Nostalgia, according to Merrium Webster, is defined as a wistful or excessively sentimental yearning for return to or of some past period or irrecoverable condition.
Nostalgia. . . can it be considered a personality trait? You know? Some people are extroverts, others are introverts. One group is given an adventurous spirit while another has cautious personalities. I’m convinced that when it came to be my turn in the “personality trait” line, God realized that he’d been holding back on handing out that nostalgia thing and gave me a few extra helpings to make up for forgetting to evenly disperse it throughout the several thousand people in line in front of me.

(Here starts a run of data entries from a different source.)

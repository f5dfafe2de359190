//! Locating the USRP on the local network

use std::net::{Ipv4Addr, SocketAddrV4};

use nix::ifaddrs::getifaddrs;
use tracing::{info, warn};

use crate::error::ConfigError;

/// Picks the USRP address from the host's own addresses.
///
/// The testbed puts each USRP at `192.168.xx.2` on the subnet of the host
/// interface it hangs off, so any `192.168.xx.*` host address identifies it.
pub fn usrp_from_host_addrs(addrs: impl IntoIterator<Item = Ipv4Addr>) -> Option<Ipv4Addr> {
    addrs
        .into_iter()
        .find(|ip| matches!(ip.octets(), [192, 168, _, _]))
        .map(|ip| Ipv4Addr::new(192, 168, ip.octets()[2], 2))
}

fn host_ipv4_addrs() -> Vec<Ipv4Addr> {
    match getifaddrs() {
        Ok(ifaddrs) => ifaddrs
            .filter_map(|ifa| ifa.address)
            .filter_map(|addr| addr.as_sockaddr_in().copied())
            .map(|sin| *SocketAddrV4::from(sin).ip())
            .collect(),
        Err(e) => {
            warn!("Could not list network interfaces: {e}");
            Vec::new()
        }
    }
}

/// Use the given address, or detect one from the local interfaces
pub fn resolve_device_addr(given: Option<&str>) -> Result<String, ConfigError> {
    if let Some(addr) = given {
        return Ok(addr.to_owned());
    }
    let ip = usrp_from_host_addrs(host_ipv4_addrs()).ok_or(ConfigError::NoDeviceAddress)?;
    info!("Using automatically detected USRP address: {ip}");
    Ok(ip.to_string())
}

#[cfg(test)]
mod tests {
    use super::*;

    #[test]
    fn test_detect_from_subnet() {
        let addrs = [
            Ipv4Addr::LOCALHOST,
            Ipv4Addr::new(10, 11, 0, 5),
            Ipv4Addr::new(192, 168, 60, 1),
            Ipv4Addr::new(192, 168, 70, 1),
        ];
        assert_eq!(
            Some(Ipv4Addr::new(192, 168, 60, 2)),
            usrp_from_host_addrs(addrs)
        );
    }

    #[test]
    fn test_no_matching_subnet() {
        assert_eq!(
            None,
            usrp_from_host_addrs([Ipv4Addr::LOCALHOST, Ipv4Addr::new(172, 16, 0, 1)])
        );
    }

    #[test]
    fn test_explicit_address_wins() {
        assert_eq!(
            Ok("192.168.10.2".to_owned()),
            resolve_device_addr(Some("192.168.10.2"))
        );
    }
}
use std::path::Path;

use clap::Parser;
use tracing::{debug, error, info};
use usrpse_wrapper::{
    args::{convert_filter, Args},
    command::Invocation,
    device::resolve_device_addr,
    error::Error,
    output::{Output, OutputMode},
    supervisor::{tune_buffers, Supervisor},
    telemetry::{CollectUri, OmlSink, Reporter, SessionId},
};

fn run(args: Args) -> Result<(), Error> {
    let config = args.radio_config()?;
    debug!(?config, "Derived radio configuration");
    let output_mode = args.output_mode()?;
    let device_addr = resolve_device_addr(args.args.as_deref())?;
    let invocation = Invocation::build(&config, &device_addr, &args.bin_dir);

    // Everything that can fail on bad input is settled before the child exists
    let mut output: Output = match output_mode {
        OutputMode::Stdout => Output::Stdout,
        OutputMode::File => Output::create_file(Path::new("."))?,
        OutputMode::Oml => {
            let session = SessionId::new(args.expid.as_deref())?;
            let uri: CollectUri = args.oml_collect.parse()?;
            let sink = OmlSink::connect(&uri, session)?;
            Output::Oml(Reporter::new(&config, sink)?)
        }
    };

    info!(output = %output_mode, "Starting the usrpse wrapper: {invocation}");
    if !args.no_tune {
        tune_buffers();
    }

    let supervisor = Supervisor::new();
    supervisor.install_signal_handler()?;
    let status = supervisor.run(invocation.command(), |line| output.handle_line(line))?;
    debug!(%status, forwarded = supervisor.forwarded(), "Run complete");
    output.finish()
}

fn main() {
    let args = Args::parse();
    tracing_subscriber::fmt()
        .with_max_level(convert_filter(args.verbose.log_level_filter()))
        .with_writer(std::io::stderr)
        .init();
    if let Err(e) = run(args) {
        error!("{e}");
        std::process::exit(1);
    }
}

It’s true, I can take any event, situation, or time and relate it back to a special moment from my past. This is true during any time of the year, but Christmas time–oh, it’s really bad. I have so many happy memories of the Christmas season. Memories like being awoken Christmas morning by the sound of I’m Dreaming of a White Christmas blaring through the house. Or the way my Dad would prolong the walk from our bedrooms to the Christmas tree as we anxiously attempted to make our way past him to see if Santa had really come during the night. The scent of cinnamon rolls filling the house and the hour or two we spent shaking gifts as we anticipated the arrival of my grandparents Christmas morning. . . just to name a few.
Our Christmas traditions were numerous and they started weeks before Christmas. In fact, they began the week after Thanksgiving with the decorating of the tree. It wasn’t something that we did in haste. Tree decorating was an event and one of my fondest childhood memories. Once the sun dipped below the horizon, we spent hours talking, laughing, and telling stories while lights were strung, ornaments placed, and the scent of the freshly cut Christmas tree was deeply inhaled. There was no rush to get it done. Every step of the process was enjoyed. And while I may not be able to go back to re-experience that time, I most certainly can do what I can to create an experience for my kids.
It started for us the weekend after Thanksgiving. Despite Chad’s desire to get a fake tree, he humors my need for nostalgia and we get a real tree.
This year we invited my in-laws to join us for our tree decorating event. For the first time, it didn’t feel like we were just getting the job done, but rather we enjoyed the experience with the help of family.
Chanelle abandoned him. . . he kept playing |
And cuddling with new babies. . .
Once again, I feel that feeling. . . that feeling of nostalgia. It’s different this time, though. It’s my kids and my Dad. Time marches on, but the feelings are all the same. The feeling of love, warmth, and joy as each piece of Christmas is unpacked from boxes and placed in the most perfect of places. In a way, it’s surreal. Some things are the same–my Dad, the Christmas music, and the light-hearted feel of it all. No longer am I the “little one”, though. Now, I’m the adult watching my husband and my kids with my Dad.
I loved watching a normal house transformed in mere hours as we all worked together carefully placing each piece in it’s rightful place. Suddenly, everywhere I turned something sparkled and shimmered making me forget where I was.
In the middle of it all my Dad bravely took the role of Poppy and insisted we all enjoy the parade downtown while he cared for our littlest family member.
As I walked up and down the streets of my hometown I had a strange feeling. . . it was no longer nostalgia, but it was sheer joy at being right here, right now. At this moment I didn’t want to go back, but I wanted to fully dive in and swallow up these special moments that were not only for my kids, but for me too. Seeing Christmas through their eyes was far better than wishing I could re-experience the days of the past.
That’s good stuff.
As the evening closed with my Dad, the most important event occurred.
. . . the hiding of the Elves.
. . .contentment at being in this place at this time with these kids and these people. The memories we are creating now are one of the greatest gifts we can give our kiddos. And in all reality. . . that is a feeling that is hard to beat.
cute little striped socks in that last photo! love it.
what a fun post.
Oh! What wonderful memories and traditions you are giving to your children…and YOU! My story is very similar with my brood…they've all caught my love of Christmas and the magic of it and nothing could make me happier! 🙂
Enjoy the beauty of this wonderful time of year! Love the pics!!
I don't know your extended family, but I love them.
And that mini horse? I need him.
Beautiful tree! Beautiful Family!
JoEllen
What a wonderful post! Truly a special time in our lives. 😀
What a great blog!!!! It was so much fun on Tues eve to watch Charlie and Chanelle looking at our tree and getting ornaments off and bringing them to Gran and I. Most of them are the boys of something that they did or experienced that year. The joy and delight of little eyes glistening from the lights:) I quickly got over the fact that my dear friend was there with two very special children to my heart that my house was a WRECK!! No it was the moment, the time shared, the hugs, smiles, talking. The memory.